impl Transaction {
    fn arm(&mut self, timer: TimerName, delay: Duration, now: Instant) {
        self.timers.insert(timer, now + delay);
    }

    fn disarm(&mut self, timer: TimerName) {
        self.timers.remove(&timer);
    }

    fn disarm_all(&mut self) {
        self.timers.clear();
    }

    /// Timers due at or before `now`, for the manager's sweep.
    pub fn due_timers(&self, now: Instant) -> Vec<TimerName> {
        self.timers.iter().filter(|(_, deadline)| **deadline <= now).map(|(name, _)| *name).collect()
    }

    pub fn next_deadline(&self) -> Option<Instant> {
        self.timers.values().min().copied()
    }

    fn set_terminated(&mut self, now: Instant) -> Vec<Effect> {
        self.disarm_all();
        self.state = State::Terminated;
        debug!(key = ?self.key, "transaction terminated");
        let _ = now;
        vec![Effect::Notify(crate::event::TransactionEvent::Terminated(self.key.clone())), Effect::Terminated(self.key.clone())]
    }

    // ---- constructors ----

    pub fn new_client_invite(key: TransactionKey, request: Request, destination: SocketAddr, now: Instant) -> (Transaction, Vec<Effect>) {
        let mut txn = Transaction {
            key,
            role: Role::Client,
            kind: Kind::Invite,
            state: State::Calling,
            request: request.clone(),
            destination,
            last_provisional: None,
            last_final: None,
            cached_ack: None,
            retransmit_interval: timer::T1,
            timers: HashMap::new(),
        };
        txn.arm(TimerName::A, timer::T1, now);
        txn.arm(TimerName::B, timer::timer_64t1(), now);
        (txn, vec![Effect::SendRequest(request, destination)])
    }

    pub fn new_client_non_invite(key: TransactionKey, request: Request, destination: SocketAddr, now: Instant) -> (Transaction, Vec<Effect>) {
        let mut txn = Transaction {
            key,
            role: Role::Client,
            kind: Kind::NonInvite,
            state: State::Trying,
            request: request.clone(),
            destination,
            last_provisional: None,
            last_final: None,
            cached_ack: None,
            retransmit_interval: timer::T1,
            timers: HashMap::new(),
        };
        txn.arm(TimerName::E, timer::T1, now);
        txn.arm(TimerName::F, timer::timer_64t1(), now);
        (txn, vec![Effect::SendRequest(request, destination)])
    }

    pub fn new_server_invite(key: TransactionKey, request: Request, source: SocketAddr, now: Instant) -> (Transaction, Vec<Effect>) {
        let mut txn = Transaction {
            key,
            role: Role::Server,
            kind: Kind::Invite,
            state: State::Proceeding,
            request: request.clone(),
            destination: source,
            last_provisional: None,
            last_final: None,
            cached_ack: None,
            retransmit_interval: timer::T1,
            timers: HashMap::new(),
        };
        txn.arm(TimerName::Provisional100, timer::provisional_100_delay(), now);
        (txn, vec![Effect::Notify(crate::event::TransactionEvent::RequestReceived(request))])
    }

    pub fn new_server_non_invite(key: TransactionKey, request: Request, source: SocketAddr, _now: Instant) -> (Transaction, Vec<Effect>) {
        let txn = Transaction {
            key,
            role: Role::Server,
            kind: Kind::NonInvite,
            state: State::Trying,
            request: request.clone(),
            destination: source,
            last_provisional: None,
            last_final: None,
            cached_ack: None,
            retransmit_interval: timer::T1,
            timers: HashMap::new(),
        };
        (txn, vec![Effect::Notify(crate::event::TransactionEvent::RequestReceived(request))])
    }

    // ---- client side: response handling ----

    pub fn on_response(&mut self, response: Response, now: Instant) -> Vec<Effect> {
        debug_assert_eq!(self.role, Role::Client);
        match self.kind {
            Kind::NonInvite => self.on_response_non_invite(response, now),
            Kind::Invite => self.on_response_invite(response, now),
        }
    }

    fn on_response_non_invite(&mut self, response: Response, now: Instant) -> Vec<Effect> {
        if self.state.is_terminated() {
            return vec![];
        }
        if response.status.is_provisional() {
            if matches!(self.state, State::Trying | State::Proceeding) {
                self.state = State::Proceeding;
                return vec![Effect::Notify(crate::event::TransactionEvent::ResponseReceived(response))];
            }
            return vec![];
        }
        if self.state == State::Completed {
            // Retransmitted/duplicate final response, already reported once.
            return vec![];
        }
        self.disarm(TimerName::E);
        self.disarm(TimerName::F);
        self.state = State::Completed;
        self.arm(TimerName::K, timer::timer_k(), now);
        self.last_final = Some(response.clone());
        vec![Effect::Notify(crate::event::TransactionEvent::ResponseReceived(response))]
    }

    fn on_response_invite(&mut self, response: Response, now: Instant) -> Vec<Effect> {
        if self.state.is_terminated() {
            return vec![];
        }
        if response.status.is_provisional() {
            if matches!(self.state, State::Calling | State::Proceeding) {
                self.disarm(TimerName::A);
                self.state = State::Proceeding;
                return vec![Effect::Notify(crate::event::TransactionEvent::ResponseReceived(response))];
            }
            return vec![];
        }
        if response.status.is_success() {
            // 2xx bypasses Completed; ACK is a separate transaction the
            // dialog layer generates, not this one.
            let mut effects = vec![Effect::Notify(crate::event::TransactionEvent::ResponseReceived(response))];
            effects.extend(self.set_terminated(now));
            return effects;
        }
        // Non-2xx final.
        if matches!(self.state, State::Calling | State::Proceeding) {
            self.disarm(TimerName::A);
            self.disarm(TimerName::B);
            self.state = State::Completed;
            self.arm(TimerName::D, timer::timer_d(), now);
            let ack = build_ack_for_non_2xx(&self.request, &response);
            self.cached_ack = Some(ack.clone());
            self.last_final = Some(response.clone());
            return vec![
                Effect::SendRequest(ack, self.destination),
                Effect::Notify(crate::event::TransactionEvent::ResponseReceived(response)),
            ];
        }
        if self.state == State::Completed {
            // Retransmitted non-2xx final: resend the cached ACK, absorb.
            if let Some(ack) = &self.cached_ack {
                return vec![Effect::SendRequest(ack.clone(), self.destination)];
            }
        }
        vec![]
    }

    // ---- server side: request (re)delivery and outgoing responses ----

    /// Called when the transport layer hands the manager a request that
    /// matches an already-existing server transaction (a retransmission).
    pub fn on_request_retransmit(&mut self) -> Vec<Effect> {
        debug_assert_eq!(self.role, Role::Server);
        match (self.kind, self.state) {
            (Kind::NonInvite, State::Proceeding) => self.last_provisional.clone().map(|r| vec![Effect::SendResponse(r, self.destination)]).unwrap_or_default(),
            (Kind::NonInvite, State::Completed) => self.last_final.clone().map(|r| vec![Effect::SendResponse(r, self.destination)]).unwrap_or_default(),
            (Kind::Invite, State::Proceeding) => self.last_provisional.clone().map(|r| vec![Effect::SendResponse(r, self.destination)]).unwrap_or_default(),
            (Kind::Invite, State::Completed) => self.last_final.clone().map(|r| vec![Effect::SendResponse(r, self.destination)]).unwrap_or_default(),
            _ => vec![],
        }
    }

    /// Called by the UAS façade when the TU hands down a response to send.
    pub fn send_response(&mut self, response: Response, now: Instant) -> Vec<Effect> {
        debug_assert_eq!(self.role, Role::Server);
        match self.kind {
            Kind::NonInvite => self.send_response_non_invite(response),
            Kind::Invite => self.send_response_invite(response, now),
        }
    }

    fn send_response_non_invite(&mut self, response: Response) -> Vec<Effect> {
        if response.status.is_provisional() {
            self.state = State::Proceeding;
            self.last_provisional = Some(response.clone());
        } else {
            self.state = State::Completed;
            self.last_final = Some(response.clone());
        }
        vec![Effect::SendResponse(response, self.destination)]
    }

    fn send_response_invite(&mut self, response: Response, now: Instant) -> Vec<Effect> {
        self.disarm(TimerName::Provisional100);
        if response.status.is_provisional() {
            self.last_provisional = Some(response.clone());
            return vec![Effect::SendResponse(response, self.destination)];
        }
        if response.status.is_success() {
            let mut effects = vec![Effect::SendResponse(response, self.destination)];
            effects.extend(self.set_terminated(now));
            return effects;
        }
        self.last_final = Some(response.clone());
        self.state = State::Completed;
        self.retransmit_interval = timer::T1;
        self.arm(TimerName::G, timer::T1, now);
        self.arm(TimerName::H, timer::timer_64t1(), now);
        vec![Effect::SendResponse(response, self.destination)]
    }

    /// Server INVITE transaction absorbing the ACK to its non-2xx final
    /// response (the ACK to a 2xx is a separate transaction; see spec §4.D).
    pub fn on_ack(&mut self, now: Instant) -> Vec<Effect> {
        debug_assert_eq!(self.role, Role::Server);
        debug_assert_eq!(self.kind, Kind::Invite);
        if self.state == State::Completed {
            self.disarm(TimerName::G);
            self.disarm(TimerName::H);
            self.state = State::Confirmed;
            self.arm(TimerName::I, timer::timer_i(), now);
        }
        vec![]
    }

    // ---- timers ----

    pub fn on_timer(&mut self, timer: TimerName, now: Instant) -> Vec<Effect> {
        trace!(key = ?self.key, ?timer, "timer fired");
        match timer {
            TimerName::A => self.on_timer_a(now),
            TimerName::B => self.on_timer_lifetime(now),
            TimerName::D => self.set_terminated(now),
            TimerName::E => self.on_timer_e(now),
            TimerName::F => self.on_timer_lifetime(now),
            TimerName::G => self.on_timer_g(now),
            TimerName::H => self.on_timer_lifetime(now),
            TimerName::I => self.set_terminated(now),
            TimerName::J => self.set_terminated(now),
            TimerName::K => self.set_terminated(now),
            TimerName::Provisional100 => self.on_timer_provisional_100(),
        }
    }

    fn on_timer_a(&mut self, now: Instant) -> Vec<Effect> {
        if self.state != State::Calling {
            self.disarm(TimerName::A);
            return vec![];
        }
        self.retransmit_interval = timer::double_capped(self.retransmit_interval, timer::timer_64t1());
        self.arm(TimerName::A, self.retransmit_interval, now);
        vec![Effect::SendRequest(self.request.clone(), self.destination)]
    }

    fn on_timer_e(&mut self, now: Instant) -> Vec<Effect> {
        if self.state != State::Trying {
            self.disarm(TimerName::E);
            return vec![];
        }
        self.retransmit_interval = timer::double_capped(self.retransmit_interval, timer::T4);
        self.arm(TimerName::E, self.retransmit_interval, now);
        vec![Effect::SendRequest(self.request.clone(), self.destination)]
    }

    fn on_timer_g(&mut self, now: Instant) -> Vec<Effect> {
        if self.state != State::Completed {
            self.disarm(TimerName::G);
            return vec![];
        }
        self.retransmit_interval = timer::double_capped(self.retransmit_interval, timer::T2);
        self.arm(TimerName::G, self.retransmit_interval, now);
        self.last_final.clone().map(|r| vec![Effect::SendResponse(r, self.destination)]).unwrap_or_default()
    }

    /// Timer B/F/H: a timeout while waiting for a final response/ACK.
    fn on_timer_lifetime(&mut self, now: Instant) -> Vec<Effect> {
        if self.state.is_terminated() {
            return vec![];
        }
        let mut effects = vec![Effect::Notify(crate::event::TransactionEvent::Timeout)];
        effects.extend(self.set_terminated(now));
        effects
    }

    fn on_timer_provisional_100(&mut self) -> Vec<Effect> {
        self.disarm(TimerName::Provisional100);
        if self.state == State::Proceeding && self.last_provisional.is_none() {
            let trying = reply(&self.request, StatusCode::TRYING, None);
            self.last_provisional = Some(trying.clone());
            return vec![Effect::SendResponse(trying, self.destination)];
        }
        vec![]
    }
}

# # # # # # #

▶ [What is needed]: Among the lines above, find those with the string "Calling" and copy them.

▶ [Exercise solution]:
            state: State::Calling,
            if matches!(self.state, State::Calling | State::Proceeding) {
        if matches!(self.state, State::Calling | State::Proceeding) {
        if self.state != State::Calling {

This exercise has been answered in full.